The purpose of this study is to assess the importance of Switzerland in the life and writings of Edward Gibbon. Whereas the choice of Lausanne as a place of exile for Gibbon to undo his youthful conversion to Roman Catholicism was largely accidental, the society and intellectual resources of that city, perched on its hills overlooking the shores of Lake Geneva, proved to be of lasting influence for the rest of his life. During his period of exile, he began to write in French his first work to be published, the Essai sur l’étude de la littérature, and the subject of Switzerland was his preferred choice of research until his Grand Tour, in which he renewed his residence in Lausanne for a further eleven months, stimulated the idea of writing a history of Rome. Eventually he decided to retire to Lausanne at the end of his parliamentary career to finish the last three volumes of The Decline and fall of the Roman Empire.

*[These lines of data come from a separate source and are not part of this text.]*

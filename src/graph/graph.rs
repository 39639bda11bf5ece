//! Workflow graph.
//!
//! Wraps a petgraph `DiGraph` with an id index. The graph is built up front
//! and only read while an executor runs it, so it carries no lock.

use std::{
    collections::{HashMap, VecDeque},
    sync::Arc,
};

use petgraph::{
    Direction,
    graph::{DiGraph, NodeIndex},
    visit::EdgeRef,
};

use crate::{
    MailflowError, Result,
    graph::{
        ActionNode, Condition, ConditionRegistry, Step,
        edge::{Edge, EdgeId},
        node::{Node, NodeId, NodeKind},
    },
    model::GraphModel,
    utils,
};

#[derive(Clone, Default)]
pub struct Graph {
    graph: DiGraph<Node, Edge>,
    index: HashMap<NodeId, NodeIndex>,
}

impl Graph {
    pub fn new() -> Self {
        Self::default()
    }

    /// Output a human-readable representation of the graph
    pub fn schema(&self) -> String {
        let mut lines = Vec::new();

        lines.push("=== Graph ===".to_string());
        lines.push(format!("Nodes: {}, Edges: {}", self.graph.node_count(), self.graph.edge_count()));
        lines.push(String::new());

        lines.push("--- Nodes ---".to_string());
        for idx in self.graph.node_indices() {
            let node = &self.graph[idx];
            lines.push(format!("[{}] {} (kind: {})", node.id, node.title, node.kind.as_ref()));
        }
        lines.push(String::new());

        lines.push("--- Edges ---".to_string());
        for idx in self.graph.edge_indices() {
            let edge = &self.graph[idx];
            let label = match (&edge.condition, edge.bundle) {
                (_, true) => "bundle".to_string(),
                (Some(cond), false) => format!("if {}", cond.kind()),
                (None, false) => "next".to_string(),
            };
            lines.push(format!("{} --[{}]--> {} (id: {})", edge.head, label, edge.tail, edge.id));
        }
        lines.push(String::new());

        lines.push("--- Graph Structure ---".to_string());
        for idx in self.graph.node_indices() {
            let node = &self.graph[idx];
            let outgoing: Vec<String> = self.sorted_edges(idx, Direction::Outgoing).iter().map(|e| e.tail.clone()).collect();

            if outgoing.is_empty() {
                lines.push(format!("{} -> (end)", node.id));
            } else {
                lines.push(format!("{} -> {}", node.id, outgoing.join(", ")));
            }
        }

        lines.join("\n")
    }

    /// add node to graph
    pub fn add_node(
        &mut self,
        node: Node,
    ) -> Result<NodeIndex> {
        if self.index.contains_key(&node.id) {
            return Err(MailflowError::Structure(format!("node {} already exists", node.id)));
        }
        let nid = node.id.clone();
        let idx = self.graph.add_node(node);
        self.index.insert(nid, idx);
        Ok(idx)
    }

    /// Connects `head` to `tail`.
    ///
    /// Edges into tool or directive nodes are always bundle edges; those
    /// nodes can never be the head of an edge.
    pub fn relate(
        &mut self,
        head: &str,
        tail: &str,
        condition: Option<Arc<dyn Condition>>,
        bundle: bool,
    ) -> Result<EdgeId> {
        let edge = Edge::new(utils::shortid(), head, tail).with_condition(condition).bundled(bundle);
        self.insert_edge(edge)
    }

    /// Inserts a fully described edge, keeping its id.
    pub fn insert_edge(
        &mut self,
        mut edge: Edge,
    ) -> Result<EdgeId> {
        let head_idx = self.index_of(&edge.head)?;
        let tail_idx = self.index_of(&edge.tail)?;

        if self.graph[head_idx].kind.is_bundle_target() {
            return Err(MailflowError::Structure(format!(
                "{} node {} cannot be the head of an edge",
                self.graph[head_idx].kind, edge.head
            )));
        }
        if self.graph.find_edge(head_idx, tail_idx).is_some() {
            return Err(MailflowError::DuplicateEdge {
                head: edge.head,
                tail: edge.tail,
            });
        }
        if self.edge(&edge.id).is_some() {
            return Err(MailflowError::Structure(format!("edge {} already exists", edge.id)));
        }
        if self.graph[tail_idx].kind.is_bundle_target() {
            edge.bundle = true;
        }

        let id = edge.id.clone();
        self.graph.add_edge(head_idx, tail_idx, edge);
        Ok(id)
    }

    /// Entry points: nodes with no incoming non-bundle edge. Bundle targets
    /// are never heads.
    pub fn heads(&self) -> Vec<NodeId> {
        self.graph
            .node_indices()
            .filter(|idx| !self.graph[*idx].kind.is_bundle_target())
            .filter(|idx| self.graph.edges_directed(*idx, Direction::Incoming).all(|e| e.weight().bundle))
            .map(|idx| self.graph[idx].id.clone())
            .collect()
    }

    /// Outgoing edges of `nid`, in insertion order.
    pub fn outgoing(
        &self,
        nid: &str,
    ) -> Result<Vec<&Edge>> {
        let idx = self.index_of(nid)?;
        Ok(self.sorted_edges(idx, Direction::Outgoing))
    }

    pub fn is_acyclic(&self) -> bool {
        petgraph::algo::toposort(&self.graph, None).is_ok()
    }

    /// Fails with a structure error when the graph cannot be run.
    pub fn validate(&self) -> Result<()> {
        match petgraph::algo::toposort(&self.graph, None) {
            Ok(_) => Ok(()),
            Err(cycle) => Err(MailflowError::Structure(format!("graph is not acyclic: cycle through node {}", self.graph[cycle.node_id()].id))),
        }
    }

    pub fn node_exists(
        &self,
        nid: &str,
    ) -> bool {
        self.index.contains_key(nid)
    }

    /// get node by id
    pub fn node(
        &self,
        nid: &str,
    ) -> Option<&Node> {
        self.index.get(nid).map(|idx| &self.graph[*idx])
    }

    /// get edge by id
    pub fn edge(
        &self,
        id: &str,
    ) -> Option<&Edge> {
        self.graph.edge_indices().find(|idx| self.graph[*idx].id == id).map(|idx| &self.graph[idx])
    }

    pub fn node_count(&self) -> usize {
        self.graph.node_count()
    }

    pub fn edge_count(&self) -> usize {
        self.graph.edge_count()
    }

    /// Resolves `nid` into the step that runs it: the bare node, or an
    /// [`ActionNode`] when bundle edges leave it.
    pub fn resolve(
        &self,
        nid: &str,
    ) -> Result<Step> {
        let idx = self.index_of(nid)?;
        let node = self.graph[idx].clone();

        let bundled: VecDeque<Node> = self
            .sorted_edges(idx, Direction::Outgoing)
            .into_iter()
            .filter(|edge| edge.bundle)
            .filter_map(|edge| self.node(&edge.tail).cloned())
            .collect();

        if bundled.is_empty() {
            return Ok(Step::Node(node));
        }
        Ok(Step::Action(ActionNode::from_bundle(node, bundled)?))
    }

    /// Rebuilds a graph from its serialized model.
    pub fn from_model(
        model: &GraphModel,
        registry: &ConditionRegistry,
    ) -> Result<Self> {
        let mut graph = Graph::new();

        for node in model.nodes.iter() {
            let kind: NodeKind = node.kind.parse().map_err(|_| MailflowError::Registry(format!("unknown node kind '{}' for node {}", node.kind, node.id)))?;
            let payload = node.payload.clone().into();
            graph.add_node(Node::new(node.id.clone(), kind, payload).titled(node.title.clone()))?;
        }
        for edge in model.edges.iter() {
            let condition = match &edge.condition {
                Some(desc) => Some(registry.build(desc).map_err(|e| MailflowError::condition(&edge.head, &edge.tail, e))?),
                None => None,
            };
            let id = edge.id.clone().unwrap_or_else(utils::shortid);
            graph.insert_edge(Edge::new(id, edge.head.clone(), edge.tail.clone()).with_condition(condition).bundled(edge.bundle))?;
        }
        Ok(graph)
    }

    fn index_of(
        &self,
        nid: &str,
    ) -> Result<NodeIndex> {
        self.index.get(nid).copied().ok_or(MailflowError::Structure(format!("node {} not found", nid)))
    }

    fn sorted_edges(
        &self,
        idx: NodeIndex,
        direction: Direction,
    ) -> Vec<&Edge> {
        let mut edges: Vec<_> = self.graph.edges_directed(idx, direction).collect();
        edges.sort_by_key(|e| e.id().index());
        edges.into_iter().map(|e| e.weight()).collect()
    }
}

#[cfg(test)]
mod tests {
    use serde_json::json;

    use super::*;
    use crate::{common::Vars, graph::Constant};

    fn linear() -> Graph {
        let mut graph = Graph::new();
        graph.add_node(Node::system("S", "you are helpful")).unwrap();
        graph.add_node(Node::instruction("I", "summarize")).unwrap();
        graph.relate("S", "I", None, false).unwrap();
        graph
    }

    #[test]
    fn test_heads_and_outgoing() {
        let graph = linear();
        assert_eq!(graph.heads(), vec!["S".to_string()]);
        let out = graph.outgoing("S").unwrap();
        assert_eq!(out.len(), 1);
        assert_eq!(out[0].tail, "I");
        assert!(graph.outgoing("I").unwrap().is_empty());
        assert!(graph.outgoing("missing").is_err());
    }

    #[test]
    fn test_relate_missing_node() {
        let mut graph = linear();
        let err = graph.relate("S", "X", None, false).unwrap_err();
        assert!(matches!(err, MailflowError::Structure(_)));
    }

    #[test]
    fn test_relate_duplicate_pair() {
        let mut graph = linear();
        let err = graph.relate("S", "I", Some(Constant::always()), false).unwrap_err();
        assert_eq!(
            err,
            MailflowError::DuplicateEdge {
                head: "S".to_string(),
                tail: "I".to_string(),
            }
        );
        // the reverse direction is a different pair
        assert!(graph.relate("I", "S", None, false).is_ok());
    }

    #[test]
    fn test_cycle_detection() {
        let mut graph = linear();
        assert!(graph.is_acyclic());
        assert!(graph.validate().is_ok());

        graph.relate("I", "S", None, false).unwrap();
        assert!(!graph.is_acyclic());
        assert!(matches!(graph.validate(), Err(MailflowError::Structure(_))));
    }

    #[test]
    fn test_tool_edges_are_bundles() {
        let mut graph = linear();
        graph.add_node(Node::tool("T", "search")).unwrap();
        let id = graph.relate("I", "T", None, false).unwrap();
        assert!(graph.edge(&id).unwrap().bundle);

        // tools never start an edge and are never heads
        let err = graph.relate("T", "S", None, false).unwrap_err();
        assert!(matches!(err, MailflowError::Structure(_)));
        assert_eq!(graph.heads(), vec!["S".to_string()]);
    }

    #[test]
    fn test_outgoing_keeps_insertion_order() {
        let mut graph = Graph::new();
        graph.add_node(Node::instruction("N", "fan")).unwrap();
        for id in ["A", "B", "C"] {
            graph.add_node(Node::instruction(id, id)).unwrap();
            graph.relate("N", id, None, false).unwrap();
        }
        let tails: Vec<_> = graph.outgoing("N").unwrap().iter().map(|e| e.tail.clone()).collect();
        assert_eq!(tails, vec!["A", "B", "C"]);
    }

    #[test]
    fn test_resolve_bundles_into_action_node() {
        let mut graph = linear();
        graph.add_node(Node::tool("T1", "search")).unwrap();
        graph.add_node(Node::tool("T2", "calc")).unwrap();
        graph.add_node(Node::directive("D", "react", Vars::new())).unwrap();
        graph.relate("I", "T1", None, true).unwrap();
        graph.relate("I", "D", None, true).unwrap();
        graph.relate("I", "T2", None, true).unwrap();

        let first = graph.resolve("I").unwrap();
        let second = graph.resolve("I").unwrap();
        assert_eq!(first, second);

        let action = first.as_action().unwrap();
        assert_eq!(action.instruction.id, "I");
        assert_eq!(action.directive.as_ref().unwrap().action, "react");
        assert_eq!(action.tool_ids(), vec!["T1", "T2"]);

        assert_eq!(graph.resolve("S").unwrap(), Step::Node(graph.node("S").unwrap().clone()));
    }

    #[test]
    fn test_resolve_rejects_bundled_instruction() {
        let mut graph = linear();
        graph.add_node(Node::instruction("X", "not a tool")).unwrap();
        graph.relate("I", "X", None, true).unwrap();
        let err = graph.resolve("I").unwrap_err();
        assert!(matches!(err, MailflowError::InvalidBundle { node, .. } if node == "X"));
    }

    #[test]
    fn test_from_model() {
        let model = GraphModel::from_json(
            &json!({
                "id": "g",
                "nodes": [
                    {"id": "S", "kind": "system", "payload": {"content": "sys"}},
                    {"id": "I", "kind": "instruction", "title": "ask"},
                    {"id": "T", "kind": "tool", "payload": {"name": "search"}}
                ],
                "edges": [
                    {"head": "S", "tail": "I", "condition": {"kind": "constant", "params": {"value": true}}},
                    {"id": "bundle-1", "head": "I", "tail": "T"}
                ]
            })
            .to_string(),
        )
        .unwrap();

        let graph = Graph::from_model(&model, &ConditionRegistry::default()).unwrap();
        assert_eq!(graph.node_count(), 3);
        assert_eq!(graph.node("I").unwrap().title, "ask");
        assert!(graph.edge("bundle-1").unwrap().bundle);
        assert_eq!(graph.outgoing("S").unwrap()[0].condition.as_ref().unwrap().kind(), "constant");
        assert!(graph.schema().contains("S --[if constant]--> I"));
    }

    #[test]
    fn test_from_model_unknown_kinds() {
        let model = GraphModel::from_json(r#"{"id": "g", "nodes": [{"id": "X", "kind": "spreadsheet"}]}"#).unwrap();
        let err = Graph::from_model(&model, &ConditionRegistry::default()).err().unwrap();
        assert!(matches!(err, MailflowError::Registry(_)));

        let model = GraphModel::from_json(
            r#"{"id": "g",
                "nodes": [{"id": "A", "kind": "instruction"}, {"id": "B", "kind": "instruction"}],
                "edges": [{"head": "A", "tail": "B", "condition": {"kind": "lambda"}}]}"#,
        )
        .unwrap();
        let err = Graph::from_model(&model, &ConditionRegistry::default()).err().unwrap();
        assert!(matches!(err, MailflowError::Condition { ref head, .. } if head == "A"));
    }
}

Brian Norman shows that the liberalism of Gibbon’s political philosophy in his criticism of Lausanne’s subjection to the aristocratic rule of Berne surprised the patriots of the new canton of Vaud when his Letter on the Government of Berne, which is here established as a youthful work of the late 1750s, was posthumously published at the end of the eighteenth century.
The author then proceeds to examine Gibbon’s other early writings relating to Switzerland, his letters and journals, The Decline and fall of the Roman Empire and his Memoirs in order to show the abiding effect of the society, language, history, constitution and military organisation of Switzerland on his beliefs and assumptions.